The researchers were equally excited to see numerous examples of short duration and intense gamma radiation bursts coming from the same thunderstorms. Some of these were precisely like those that were originally detected by the NASA satellites. These almost always occurred in conjunction with an active lightning discharge. This suggests that the large electric field created by lightning is likely supercharging the already high-energy electrons, enabling them to create high-energy nuclear reactions.

But there were also at least two other types of short gamma radiation bursts that had never been seen before. One type is incredibly short, less than a thousandth of a second, while the other is a sequence of about 10 individual bursts that repeat over the course of about a tenth of a second.

“Those two new forms of gamma radiation are what I find most interesting,” Cummer said. “They don’t seem to be associated with developing lightning flashes. They emerge spontaneously somehow. There are hints in the data that they may actually be linked to the processes that initiate lightning flashes, which are still a mystery to scientists.”

If there is anybody out there worried about getting turned into the Hulk by all of this gamma radiation, Cummer added, they shouldn’t be. The amount of radiation being produced would only be dangerous if a person or object were quite close to the origination source.
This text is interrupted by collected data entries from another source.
use std::env;
use std::fs;
use tempfile::TempDir;

/// Test loading configuration from YAML file
#[test]
fn test_load_yaml_config() {
    let yaml = r#"
profiles:
  production:
    access_key: AKIATEST
    secret_key: secrettest
    region: us-west-2
  fips:
    access_key: AKIAFIPS
    secret_key: secretfips
    security_token: session-token
    end_point: s3-fips.us-gov-west-1.amazonaws.com

transfer:
  chunk_size: 16777216
  max_retries: 5
  max_token_refreshes: 2
  concurrency: 8
  use_accelerate_endpoint: true

default_profile: production
"#;

    let temp_dir = TempDir::new().unwrap();
    let config_path = temp_dir.path().join("config.yaml");
    fs::write(&config_path, yaml).unwrap();

    let config = stagehaul::config::load_from_yaml(&config_path).unwrap();

    assert_eq!(config.profiles.len(), 2);

    let profile = config.profiles.get("production").unwrap();
    assert_eq!(profile.access_key, "AKIATEST");
    assert_eq!(profile.secret_key, "secrettest");
    assert_eq!(profile.region, "us-west-2");
    assert_eq!(profile.security_token, None);

    let fips = config.profiles.get("fips").unwrap();
    assert_eq!(fips.security_token.as_deref(), Some("session-token"));
    assert_eq!(
        fips.end_point.as_deref(),
        Some("s3-fips.us-gov-west-1.amazonaws.com")
    );

    assert_eq!(config.transfer.chunk_size, 16 * 1024 * 1024);
    assert_eq!(config.transfer.max_retries, 5);
    assert_eq!(config.transfer.max_token_refreshes, 2);
    assert_eq!(config.transfer.concurrency, 8);
    assert!(config.transfer.use_accelerate_endpoint);

    assert_eq!(config.default_profile, Some("production".to_string()));
}

/// Test loading configuration from environment variables
#[test]
fn test_load_env_config() {
    // Save original env vars
    let orig_key = env::var("AWS_ACCESS_KEY_ID").ok();
    let orig_secret = env::var("AWS_SECRET_ACCESS_KEY").ok();
    let orig_token = env::var("AWS_SESSION_TOKEN").ok();
    let orig_region = env::var("AWS_REGION").ok();
    let orig_endpoint = env::var("STAGEHAUL_ENDPOINT").ok();
    let orig_chunk = env::var("STAGEHAUL_CHUNK_SIZE").ok();
    let orig_concurrency = env::var("STAGEHAUL_CONCURRENCY").ok();

    env::set_var("AWS_ACCESS_KEY_ID", "test_key");
    env::set_var("AWS_SECRET_ACCESS_KEY", "test_secret");
    env::set_var("AWS_SESSION_TOKEN", "test_token");
    env::set_var("AWS_REGION", "eu-west-1");
    env::set_var("STAGEHAUL_ENDPOINT", "s3.internal.example.com");
    env::set_var("STAGEHAUL_CHUNK_SIZE", "10485760");
    env::set_var("STAGEHAUL_CONCURRENCY", "16");

    let config = stagehaul::config::load_from_env().unwrap();

    let profile = config.get_profile(None).unwrap();
    assert_eq!(profile.access_key, "test_key");
    assert_eq!(profile.secret_key, "test_secret");
    assert_eq!(profile.security_token.as_deref(), Some("test_token"));
    assert_eq!(profile.region, "eu-west-1");
    assert_eq!(profile.end_point.as_deref(), Some("s3.internal.example.com"));

    assert_eq!(config.transfer.chunk_size, 10 * 1024 * 1024);
    assert_eq!(config.transfer.concurrency, 16);

    // Restore original env vars
    cleanup_env("AWS_ACCESS_KEY_ID", orig_key);
    cleanup_env("AWS_SECRET_ACCESS_KEY", orig_secret);
    cleanup_env("AWS_SESSION_TOKEN", orig_token);
    cleanup_env("AWS_REGION", orig_region);
    cleanup_env("STAGEHAUL_ENDPOINT", orig_endpoint);
    cleanup_env("STAGEHAUL_CHUNK_SIZE", orig_chunk);
    cleanup_env("STAGEHAUL_CONCURRENCY", orig_concurrency);
}

/// Test default values
#[test]
fn test_default_values() {
    let yaml = r#"
profiles:
  minimal:
    access_key: key
    secret_key: secret
"#;

    let temp_dir = TempDir::new().unwrap();
    let config_path = temp_dir.path().join("config.yaml");
    fs::write(&config_path, yaml).unwrap();

    let config = stagehaul::config::load_from_yaml(&config_path).unwrap();

    let profile = config.profiles.get("minimal").unwrap();
    // Should default to us-east-1
    assert_eq!(profile.region, "us-east-1");
    assert_eq!(profile.end_point, None);

    // Should use default transfer settings
    assert_eq!(config.transfer.chunk_size, 8 * 1024 * 1024);
    assert_eq!(config.transfer.max_retries, 4);
    assert_eq!(config.transfer.max_token_refreshes, 3);
    assert_eq!(config.transfer.concurrency, 4);
    assert_eq!(config.transfer.request_timeout, 300);
    assert!(!config.transfer.use_accelerate_endpoint);
    assert!(!config.transfer.use_regional_url);
    assert!(!config.transfer.insecure_tls);
}

/// Test get_profile method
#[test]
fn test_get_profile() {
    let yaml = r#"
profiles:
  prod:
    access_key: prod_key
    secret_key: prod_secret
  dev:
    access_key: dev_key
    secret_key: dev_secret

default_profile: prod
"#;

    let temp_dir = TempDir::new().unwrap();
    let config_path = temp_dir.path().join("config.yaml");
    fs::write(&config_path, yaml).unwrap();

    let config = stagehaul::config::load_from_yaml(&config_path).unwrap();

    // Get specific profile
    let dev_profile = config.get_profile(Some("dev")).unwrap();
    assert_eq!(dev_profile.access_key, "dev_key");

    // Get default profile (None specified, should use default_profile)
    let default_profile = config.get_profile(None).unwrap();
    assert_eq!(default_profile.access_key, "prod_key");

    // Get non-existent profile
    assert!(config.get_profile(Some("nonexistent")).is_none());
}

/// Requesting a missing profile by name fails loudly
#[test]
fn test_load_config_unknown_profile() {
    let yaml = r#"
profiles:
  only:
    access_key: key
    secret_key: secret
"#;

    let temp_dir = TempDir::new().unwrap();
    let config_path = temp_dir.path().join("config.yaml");
    fs::write(&config_path, yaml).unwrap();

    let result = stagehaul::config::load_config(
        Some(config_path.to_string_lossy().as_ref()),
        Some("missing"),
    );
    assert!(result.is_err());
}

/// Helper function to cleanup environment variables
fn cleanup_env(key: &str, orig_val: Option<String>) {
    match orig_val {
        Some(val) => env::set_var(key, val),
        None => env::remove_var(key),
    }
}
“The radiation would be the least of your problems if you found yourself there. Airplanes avoid flying in active thunderstorm cores due to the extreme turbulence and winds,” Cummer said. “Even knowing what we now know, I don’t worry about flying any more than I used to.”

This research was supported by the European Research Council under the European Union’s Seventh Framework Programme (FP7/2007-2013)/ERC grant agreement no. 320839 and the Research Council of Norway under contracts 223252/F50 (CoE) and contract 325582.